Thanks to the studies of Louis Pasteur and Robert Koch at the end of the 19th century, it is well established that microbes do not spontaneously generate, that each microbe is born from another microbe, and that the smallest living organisms capable of autonomous life are called bacteria (from the Greek bakteria, meaning a stick or rod, named for the rod-like shape of the first observed bacteria). These bacteria, observable with simple microscopes, are single-celled organisms that can generate thousands of similar unicellular daughter cells.
Louis Pasteur and Robert Koch importantly discovered that bacteria were responsible for numerous diseases that have devastated humanity for thousands of years, such as the plague, cholera, and tuberculosis. Their studies paved the way for powerful methods of diagnosis of, and treatment for, bacterial infections, and for the development of vaccines, some of which are still being used today. Pasteur and Koch also introduced the concept of the study of bacteria in general, whatever their nature—i.e., either pathogenic, illness-generating bacteria or nonpathogenic bacteria that carry out other functions. In fact, the discoveries of Pasteur, Koch, and their collaborators were so revolutionary and so important that by the early 20th century they triggered an immense interest, first among medical doctors and then among biologists of all sorts attracted to this new discipline: microbiology, the study of various microorganisms invisible to the naked eye, and more specifically, bacteriology, the study of bacteria.

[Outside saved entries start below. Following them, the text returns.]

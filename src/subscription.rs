use crate::db::Database;
use crate::errors::{JournalError, JournalResult};
use crate::journal::{read_month_grid, run_blocking};
use crate::models::{MonthGrid, MonthKey};
use std::collections::HashMap;
use std::sync::{Arc, Mutex, MutexGuard};
use tokio::sync::broadcast::error::RecvError;
use tokio::sync::mpsc;
use tokio::task::{AbortHandle, JoinHandle};
use uuid::Uuid;

const GRID_CHANNEL_CAPACITY: usize = 16;

/// Live view of one month. Yields the grid once on open and again after
/// every write that touches the month.
///
/// Dropping or cancelling the handle stops the background task and closes
/// the channel, so nothing is delivered afterwards.
#[derive(Debug)]
pub struct MonthSubscription {
    id: String,
    month: MonthKey,
    receiver: mpsc::Receiver<MonthGrid>,
    task: JoinHandle<()>,
    manager: SubscriptionManager,
}

impl MonthSubscription {
    pub fn id(&self) -> &str {
        &self.id
    }

    pub fn month(&self) -> MonthKey {
        self.month
    }

    pub async fn recv(&mut self) -> Option<MonthGrid> {
        self.receiver.recv().await
    }

    pub fn cancel(self) {
        drop(self);
    }
}

impl Drop for MonthSubscription {
    fn drop(&mut self) {
        self.task.abort();
        self.receiver.close();
        self.manager.release(&self.id);
        tracing::debug!(subscription_id = %self.id, month = %self.month, "month subscription released");
    }
}

#[derive(Debug, Clone, Default)]
pub struct SubscriptionManager {
    subscriptions: Arc<Mutex<HashMap<String, AbortHandle>>>,
}

impl SubscriptionManager {
    pub fn new() -> Self {
        Self::default()
    }

    /// Must be called from within a tokio runtime.
    pub fn open(&self, db: Arc<Database>, month: MonthKey) -> JournalResult<MonthSubscription> {
        let mut subscriptions = self.registry()?;
        let id = Uuid::new_v4().to_string();
        let (sender, receiver) = mpsc::channel::<MonthGrid>(GRID_CHANNEL_CAPACITY);
        // Subscribe before the first read so no write slips between them.
        let changes = db.subscribe_changes();

        let task = tokio::spawn(watch_month(db, month, changes, sender, id.clone()));
        subscriptions.insert(id.clone(), task.abort_handle());
        drop(subscriptions);
        tracing::debug!(subscription_id = %id, %month, "month subscription opened");

        Ok(MonthSubscription {
            id,
            month,
            receiver,
            task,
            manager: self.clone(),
        })
    }

    pub fn active_count(&self) -> JournalResult<usize> {
        Ok(self.registry()?.len())
    }

    /// Stops every live subscription; their handles then yield `None`.
    pub fn close_all(&self) -> JournalResult<()> {
        for (_, handle) in self.registry()?.drain() {
            handle.abort();
        }
        Ok(())
    }

    fn release(&self, id: &str) {
        match self.registry() {
            Ok(mut subscriptions) => {
                subscriptions.remove(id);
            }
            Err(error) => {
                tracing::warn!(subscription_id = %id, error = %error, "subscription registry unavailable on release");
            }
        }
    }

    fn registry(&self) -> JournalResult<MutexGuard<'_, HashMap<String, AbortHandle>>> {
        self.subscriptions
            .lock()
            .map_err(|_| JournalError::Internal("subscription registry lock poisoned".to_string()))
    }
}

async fn watch_month(
    db: Arc<Database>,
    month: MonthKey,
    mut changes: tokio::sync::broadcast::Receiver<crate::models::StoreChange>,
    sender: mpsc::Sender<MonthGrid>,
    id: String,
) {
    loop {
        match run_blocking(&db, move |db| read_month_grid(db, month)).await {
            Ok(grid) => {
                if sender.send(grid).await.is_err() {
                    return;
                }
            }
            Err(error) => {
                tracing::warn!(subscription_id = %id, %month, error = %error, "month refresh failed");
            }
        }

        loop {
            match changes.recv().await {
                Ok(change) if month.contains(change.date()) => break,
                Ok(_) => continue,
                Err(RecvError::Lagged(skipped)) => {
                    tracing::warn!(subscription_id = %id, skipped, "month subscription lagged, reloading");
                    break;
                }
                Err(RecvError::Closed) => return,
            }
        }
    }
}

#[cfg(test)]
mod tests {
    use super::SubscriptionManager;
    use crate::db::Database;
    use crate::errors::JournalError;
    use crate::models::MonthKey;
    use std::sync::Arc;

    fn poison(manager: &SubscriptionManager) {
        let registry = manager.subscriptions.clone();
        let outcome = std::thread::spawn(move || {
            let _guard = registry.lock().expect("lock");
            panic!("holder panicked");
        })
        .join();
        assert!(outcome.is_err());
    }

    #[tokio::test]
    async fn poisoned_registry_reports_internal_error() {
        let dir = tempfile::tempdir().expect("tempdir");
        let db = Arc::new(Database::new(&dir.path().join("journal.sqlite3")).expect("db"));
        let month = MonthKey::new(2024, 5).expect("month");
        let manager = SubscriptionManager::new();

        let existing = manager.open(db.clone(), month).expect("open");
        assert_eq!(manager.active_count().expect("count"), 1);
        poison(&manager);

        assert!(matches!(manager.active_count(), Err(JournalError::Internal(_))));
        assert!(matches!(manager.close_all(), Err(JournalError::Internal(_))));
        assert!(matches!(manager.open(db, month), Err(JournalError::Internal(_))));
        // Releasing against a poisoned registry logs instead of panicking.
        existing.cancel();
    }
}
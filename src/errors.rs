use thiserror::Error;

#[derive(Debug, Error)]
pub enum JournalError {
    #[error("VALIDATION: {0}")]
    Validation(String),
    #[error("PERSISTENCE: {0}")]
    Persistence(String),
    #[error("IO_FAILURE: {0}")]
    Io(String),
    #[error("CONFIG_INVALID: {0}")]
    Config(String),
    #[error("INTERNAL: {0}")]
    Internal(String),
}

impl JournalError {
    pub fn kind(&self) -> &'static str {
        match self {
            Self::Validation(_) => "ValidationError",
            Self::Persistence(_) => "PersistenceError",
            Self::Io(_) => "IoError",
            Self::Config(_) => "ConfigError",
            Self::Internal(_) => "InternalError",
        }
    }

    /// Raw message without the code prefix.
    pub fn raw(&self) -> &str {
        match self {
            Self::Validation(raw)
            | Self::Persistence(raw)
            | Self::Io(raw)
            | Self::Config(raw)
            | Self::Internal(raw) => raw,
        }
    }

    pub fn is_validation(&self) -> bool {
        matches!(self, Self::Validation(_))
    }
}

impl From<std::io::Error> for JournalError {
    fn from(value: std::io::Error) -> Self {
        Self::Io(value.to_string())
    }
}

impl From<rusqlite::Error> for JournalError {
    fn from(value: rusqlite::Error) -> Self {
        Self::Persistence(value.to_string())
    }
}

impl From<serde_json::Error> for JournalError {
    fn from(value: serde_json::Error) -> Self {
        Self::Config(value.to_string())
    }
}

impl From<tokio::task::JoinError> for JournalError {
    fn from(value: tokio::task::JoinError) -> Self {
        Self::Internal(value.to_string())
    }
}

pub type JournalResult<T> = Result<T, JournalError>;

/// A failure prepared for display: a dismissible summary plus the raw
/// diagnostic text the user can copy out.
#[derive(Debug, Clone, PartialEq, Eq)]
pub struct ErrorReport {
    pub summary: String,
    pub details: String,
}

impl ErrorReport {
    pub fn new(context: &str, error: &JournalError) -> Self {
        Self {
            summary: format!("{}: {}", context, error.raw()),
            details: format!("{}: {}", error.kind(), error.raw()),
        }
    }

    pub fn copy_to(&self, clipboard: &mut impl crate::surface::Clipboard) {
        clipboard.set_text("Error Details", &self.details);
    }
}

impl std::fmt::Display for ErrorReport {
    fn fmt(&self, f: &mut std::fmt::Formatter<'_>) -> std::fmt::Result {
        f.write_str(&self.summary)
    }
}

#[cfg(test)]
mod tests {
    use super::{ErrorReport, JournalError};

    #[test]
    fn sqlite_errors_map_to_persistence() {
        let error: JournalError = rusqlite::Error::InvalidQuery.into();
        assert_eq!(error.kind(), "PersistenceError");
        assert!(error.to_string().starts_with("PERSISTENCE: "));
    }

    #[test]
    fn report_keeps_raw_text_for_copying() {
        let error = JournalError::Persistence("disk I/O error".to_string());
        let report = ErrorReport::new("Error loading notes", &error);
        assert_eq!(report.summary, "Error loading notes: disk I/O error");
        assert_eq!(report.details, "PersistenceError: disk I/O error");
    }
}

During this flourishing period and the entire century that has followed, the field has advanced by leaps and bounds in many directions. At first, shortly after Pasteur and Koch, microbiology developed rather slowly, with the meticulous identification of all kinds of bacteria, the establishment of various collections, and diverse classifications and precise descriptions. Then things really sped up. In the early 1950s, the discovery of DNA as the basis of the genetic material of all living organisms, combined with the previous research on bacteria, quickly led to the development of concepts that applied, as Nobel laureate Jacques Monod put it, to the bacterium as much as to the elephant. These concepts included DNA replication, DNA transcription, protein translation, and protein synthesis. This in turn led to the development of molecular biology and genetic engineering: the art of manipulating genes and species.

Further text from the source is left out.